Me refiero, claro, a la entrevistadora. Se arrogaba un protagonismo que no le correspondía y además asentía, subrayaba, corroboraba o matizaba lo que el interlocutor se atrevía a afirmar en su presencia. Punto y aparte.
Dos. Ya sabemos que a nadie hay que juzgarlo por su físico, por su cuerpo, por su indumentaria. Hemos de acarrear con un esqueleto y sus rellenos, y esto es lo que hay. Arremeter contra el organismo de un ser vivo está feo.
Pero, al observar a doña Cayetana Álvarez de Toledo, incurro en conducta punible: me abandono al tópico. A cierta edad, ya lo sabemos, uno es responsable de la cara que tiene. Y eso me digo al contemplar su afilado rostro.
Por eso admito que el físico y la cara de doña Cayetana me sorprenden y hasta me incomodan. Lamento decirlo y sé que se me afeará este juicio, pero no puedo dejar de confesar mi estricto desagrado o hasta mi repugnancia.
Su físico, que sufre desproporciones evidentes y una delgadez preocupante, parece aquejado o arruinado por el envaramiento. Muy tieso.Y su cara es un rictus permanente, pues apenas esboza alguna sonrisa. Como mucho, en un renuncio, podremos descubrirle un mohín de sarcasmo.
Toda ella, toda Cayetana, aparece nimbada por un aura de crispación, por una irritación inespecífica. Por una mala leche, que diría el castizo.
Nos mira con condescendencia. ¿Con altura de miras? No, nos mira desde la altura, que es distinto. Está soberbia cuando así nos escruta, al modo en que una marquesa de antaño podía mirar a los plebeyos.

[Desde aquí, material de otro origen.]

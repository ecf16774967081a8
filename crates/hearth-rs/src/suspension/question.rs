//! Question data model for suspension groups.

use std::collections::{BTreeMap, HashSet};

use schemars::JsonSchema;
use serde::{Deserialize, Serialize};

/// How a question expects to be answered.
#[derive(Serialize, Deserialize, JsonSchema, Clone, Copy, Debug, Default, PartialEq, Eq)]
#[serde(rename_all = "snake_case")]
pub enum QuestionKind {
    /// Pick one of `options`.
    Choice,
    /// Free-form text.
    #[default]
    Text,
    /// Yes or no.
    Confirm,
}

/// A normalized question inside a registered group. Always has an id.
#[derive(Serialize, Deserialize, Clone, Debug, PartialEq, Eq)]
pub struct QuestionItem {
    pub id: String,
    pub prompt: String,
    pub kind: QuestionKind,
    #[serde(default, skip_serializing_if = "Vec::is_empty")]
    pub options: Vec<String>,
}

/// A question as supplied by a tool or the model. The id may be missing.
#[derive(Serialize, Deserialize, JsonSchema, Clone, Debug, Default, PartialEq, Eq)]
pub struct QuestionInput {
    /// Stable id used as the key in the response mapping. Generated as
    /// `q1`, `q2`, ... when omitted.
    #[serde(default)]
    pub id: Option<String>,
    /// The question shown to the user.
    pub prompt: String,
    #[serde(default)]
    pub kind: QuestionKind,
    /// Options for `choice` questions.
    #[serde(default)]
    pub options: Vec<String>,
}

impl QuestionInput {
    pub fn text(prompt: impl Into<String>) -> Self {
        Self {
            prompt: prompt.into(),
            ..Default::default()
        }
    }

    pub fn confirm(prompt: impl Into<String>) -> Self {
        Self {
            prompt: prompt.into(),
            kind: QuestionKind::Confirm,
            ..Default::default()
        }
    }

    pub fn choice<S: Into<String>>(prompt: impl Into<String>, options: impl IntoIterator<Item = S>) -> Self {
        Self {
            prompt: prompt.into(),
            kind: QuestionKind::Choice,
            options: options.into_iter().map(Into::into).collect(),
            ..Default::default()
        }
    }

    pub fn with_id(mut self, id: impl Into<String>) -> Self {
        self.id = Some(id.into());
        self
    }
}

/// Answers keyed by question id.
pub type Responses = BTreeMap<String, serde_json::Value>;

/// Give every question a unique id.
///
/// Explicit ids are kept (first occurrence wins). Missing, blank or
/// duplicate ids are replaced with the next free `qN`, counting from 1 and
/// skipping ids already taken.
pub fn normalize_questions(inputs: Vec<QuestionInput>) -> Vec<QuestionItem> {
    let mut taken: HashSet<String> = HashSet::new();
    let explicit: Vec<Option<String>> = inputs
        .iter()
        .map(|q| {
            q.id
                .as_deref()
                .map(str::trim)
                .filter(|id| !id.is_empty())
                .filter(|id| taken.insert((*id).to_string()))
                .map(str::to_string)
        })
        .collect();

    let mut next = 1usize;
    inputs
        .into_iter()
        .zip(explicit)
        .map(|(input, id)| {
            let id = id.unwrap_or_else(|| loop {
                let candidate = format!("q{next}");
                next += 1;
                if taken.insert(candidate.clone()) {
                    break candidate;
                }
            });
            QuestionItem {
                id,
                prompt: input.prompt,
                kind: input.kind,
                options: input.options,
            }
        })
        .collect()
}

Es una réplica de don José María Aznar, el Aznar que odia las cobardías y el entreguismo, ese Aznar dispuesto a todo. Me explico para acabar…
En El abuso del mal (2006), el filósofo norteamericano Richard J. Bernstein analizaba la deriva de la derecha norteamericana de las últimas décadas.
En concreto examinaba la radicalización de la política institucional, una política tradicionalmente moderada que ahora se vería afectada por una nueva religiosidad, por una nueva espectacularidad y por una patología.
¿A qué patología me refiero? A la del liderazgo enfático y escénico, basado en principios maniqueos, de ríspido moralismo, encarnado por una coalición de populismo blanco con magnates wasp.
El liderazgo enfático es una idea interesante que parece moderna o recientísima. Bien mirado, lo del hiperliderazgo podemos remontarlo a otros tiempos igualmente sombríos.
Con esa fórmula, Bernstein hacía referencia a la exaltación de las dotes de mando, al gobierno desacomplejado, a la incorrección política de las derechas ultras y credencialistas, hartas al parecer de años de contención, de igualdad y de derechos, de discriminaciones positivas y políticas de identidad.
Han pasado trece años de esa temprana y perspicaz radiografía. El grave defecto que en sus páginas diagnosticaba Bernstein se ha extendido y universalizado.
La aristocracia española está atenta. Los plebeyos estamos a cubierto.